Quant au Liban, il a connu, depuis longtemps,
un itinéraire différent.
D’abord, il a toujours été reconnu pour son
économie libérale, pour ne pas dire anarchique
; et le vrai problème consistait plutôt
à tracer la ligne de démarcation entre
le libéralisme et l’anarchie. De façon à
mieux réglementer le mode de fonctionnement
de la concurrence. Ceci est d’autant
plus vrai que les lois instaurées dans les
années 50 et 60 en vue d’organiser la
concurrence ont été trop générales et ne
concordent plus avec les grandes mutations
qui ont restructuré aussi bien l’économie
locale qu’internationale.
D’où le besoin
d’élaborer une nouvelle
législation.
Dans cette perspective, le
Liban s’est déjà orienté
sur plusieurs voies
menant à la réorganisation
de la concurrence :
• Réduction sensible des
tarifs douaniers.
• Implantation progressive
de la TVA à la place de
la protection douanière.
• Adhésion à plusieurs
accords de libreéchange,
notamment
avec l’Europe et les
pays arabes.
• Élimination progressive
de la protection des droits
des agences exclusives.
• Projet de loi de protection
du consommateur…
Parallèlement, plusieurs
études concernant
le thème de la
concurrence sont
menées par le gouvernement, notamment
celle exécutée par le bureau
d’études Consultation & Research
Institute (CRI) pour le compte du ministère
de l’Économie et du PNUD, portant sur
l’évaluation du degré de concurrence de
l’économie libanaise. Au terme de ces
études, le gouvernement libanais devait
être en mesure de proposer une nouvelle
loi sur la concurrence qui viendrait se
substituer aux anciens textes devenus
obsolètes.
La réflexion sur la concurrence – dans le
sens étroit du terme – doit porter essentiellement
sur trois volets principaux : le degré
de concentration de l’économie, les barrières
à l’entrée et les pratiques restrictives.

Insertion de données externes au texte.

//! Charge balancing between series banks.
//!
//! The controller never trusts its relays. Every operation records the
//! voltage trend of both banks while the converter runs and, once the
//! converter is off, checks that the source actually fell and the
//! destination actually rose. A failed check latches the balancer off
//! until an operator resets it.
//!
//! ```text
//! Idle -> Engaged -> Verifying -> Verified
//!                             \-> Failed (latched)
//! ```

use crate::config::BalanceConfig;
use crate::hardware::{Actuator, ActuatorError, Clock, Line};
use crate::voltage::VoltageReader;
use arrayvec::ArrayVec;
use serde::{Deserialize, Serialize};
use std::collections::BTreeMap;
use std::time::Duration;
use thiserror::Error;
use tracing::{debug, error, info, warn};

pub const MAX_RELAY_LINES: usize = 8;
pub const MIN_TREND_SAMPLES: usize = 3;

pub type LineSet = ArrayVec<u8, MAX_RELAY_LINES>;

#[derive(Debug, Clone, PartialEq, Eq, Error)]
pub enum RelayMappingError {
    #[error("relay mapping key '{0}' is not of the form 'source-dest'")]
    MalformedKey(String),
    #[error("relay mapping key '{key}' names a bank outside 1..={banks}")]
    BankOutOfRange { key: String, banks: usize },
    #[error("relay mapping key '{0}' maps a bank onto itself")]
    SameBank(String),
    #[error("relay mapping '{key}' uses relay {line} but only {lines} relays exist")]
    LineOutOfRange { key: String, line: u8, lines: usize },
    #[error("relay mapping '{0}' lists too many relays")]
    TooManyLines(String),
    #[error("relay mapping '{0}' is empty")]
    EmptyLineSet(String),
    #[error("relay mapping missing pair {source_bank}-{dest_bank}")]
    MissingPair { source_bank: usize, dest_bank: usize },
}
#![allow(dead_code)]

use bankguard::balance::{BalanceController, BalanceSettings, RelayTable};
use bankguard::config::Config;
use bankguard::hardware::{SimClock, SimPack};
use bankguard::voltage::{VoltageReader, VoltageSettings};
use bankguard::{Capabilities, Supervisor};
use std::sync::Arc;

/// Three banks of eight sensors behind one unit, with a complete relay
/// mapping over four relays. Every ordered pair gets a distinct line set.
pub const PACK_TOML: &str = r#"
[pack]
num_series_banks = 3
sensors_per_bank = 8
number_of_parallel_batteries = 1

[temperature]
unit_ids = [1]

[balance]
voltage_difference_to_balance = 0.1
duration_s = 5
rest_period_s = 60
sample_interval_ms = 2000
min_voltage_delta = 0.01

[balance.relay_mapping]
"1-2" = [0]
"1-3" = [0, 1]
"2-1" = [2]
"2-3" = [1]
"3-1" = [2, 3]
"3-2" = [3]

[self_test]
attempts = 2
retry_wait_s = 1

[status]
event_log_size = 20
"#;

pub fn test_config() -> Config {
    Config::from_toml_str(PACK_TOML).expect("test configuration parses")
}

pub fn relay_table(config: &Config) -> RelayTable {
    config.relay_table().expect("test relay mapping is complete")
}

pub fn sim_pack(config: &Config) -> (SimPack, SimClock) {
    let clock = SimClock::new();
    let pack = SimPack::new(config, relay_table(config), clock.clone());
    (pack, clock)
}

pub fn voltage_reader(config: &Config, pack: &SimPack, clock: &SimClock) -> VoltageReader {
    let banks = config.pack.num_series_banks;
    VoltageReader::new(
        Box::new(pack.clone()),
        Arc::new(clock.clone()),
        VoltageSettings::from_config(&config.voltage, banks),
        banks,
    )
}

pub fn balance_controller(config: &Config, pack: &SimPack) -> BalanceController {
    BalanceController::new(
        relay_table(config),
        Box::new(pack.clone()),
        BalanceSettings::from_config(&config.balance),
    )
}

pub fn sim_supervisor(config: Config) -> (Supervisor, SimPack, SimClock) {
    let clock = SimClock::new();
    let (caps, pack) = Capabilities::simulated(&config, clock.clone()).expect("simulated capabilities");
    let supervisor = Supervisor::new(config, caps).expect("supervisor builds from test config");
    (supervisor, pack, clock)
}

/// Voltages with a clear spread from bank 1 down to bank 3.
pub fn spread_pack(pack: &SimPack) {
    pack.set_bank_voltage(1, 20.4);
    pack.set_bank_voltage(2, 19.8);
    pack.set_bank_voltage(3, 19.2);
}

Qu’on va tenter de scruter.
DEGRÉ DE CONCENTRATION
Pour bien évaluer le degré de concentration
de l’économie libanaise, il faut fixer
a priori les critères de cette concentra tion. Qui peut être approchée soit à partir
du chiffre d’affaires, ou du capital, ou
de l’emploi, ou encore de la production.
Dans les études internationales comparatives,
le principal
critère est celui du
chiffre d’affaires
parce qu’il reflète
mieux la dimension
et le contenu de la
concentration de
l’économie. Se
basant sur les données
statistiques
exhaustives de la direction de la TVA
(englobant 7 400 entreprises réparties
sur 300 secteurs d’activité), l’enquête
menée par le CRI a abouti aux résultats
suivants :
• Dans 36 % de ces 300 secteurs d’activité,
une seule entreprise représente, dans
chaque cas, plus de 40 % du chiffre d’affaires
du secteur concerné.
• Dans 58 % de ces 300 secteurs, trois
entreprises représentent, ensemble,
plus de 40 % du
chiffre d’affaires du
secteur concerné.
Ces résultats ne
prennent pas seulement
en considération
la production
locale, mais englobent
également les
importations liées au
secteur concerné.
Par rapport aux ratios des pays au développement
économique comparable au nôtre,
les pourcentages libanais paraissent relativement
élevés. Ce qui dénote donc une
forte concentration du marché. Pour certains,
de nombreux facteurs objectifs permettent
de tolérer ce niveau de concentration
élevé, notamment :
• L’étroitesse du marché libanais, où la
concrétisation des économies d’échelle se
heurte à des obstacles évidents.
• La pléthore des PME, car près de 90 %
de nos entreprises emploient moins de
10 personnes.
Pour d’autres, on a beau apporter des
nuances à ce phénomène de concentration,
il n’en reste pas moins que des études
pointues doivent être réalisées pour chacun
des principaux marchés spécifiques, afin
de mieux cerner les mécanismes de la
concurrence et d’apporter, par conséquent,
les corrections nécessaires.
Maintenant, même si l’on vise à atténuer le
degré de concentration de l’économie, il ne
faut toutefois pas oublier que les gains de
productivité sur le plan macroéconomique
sont souvent liés à l’augmentation des
Taux de concentration du business au Liban
Scénario 1
La part de marché de la plus grande entreprise
(dans chacun des 288 marchés-secteurs identifiés à partir des statistiques de la TVA)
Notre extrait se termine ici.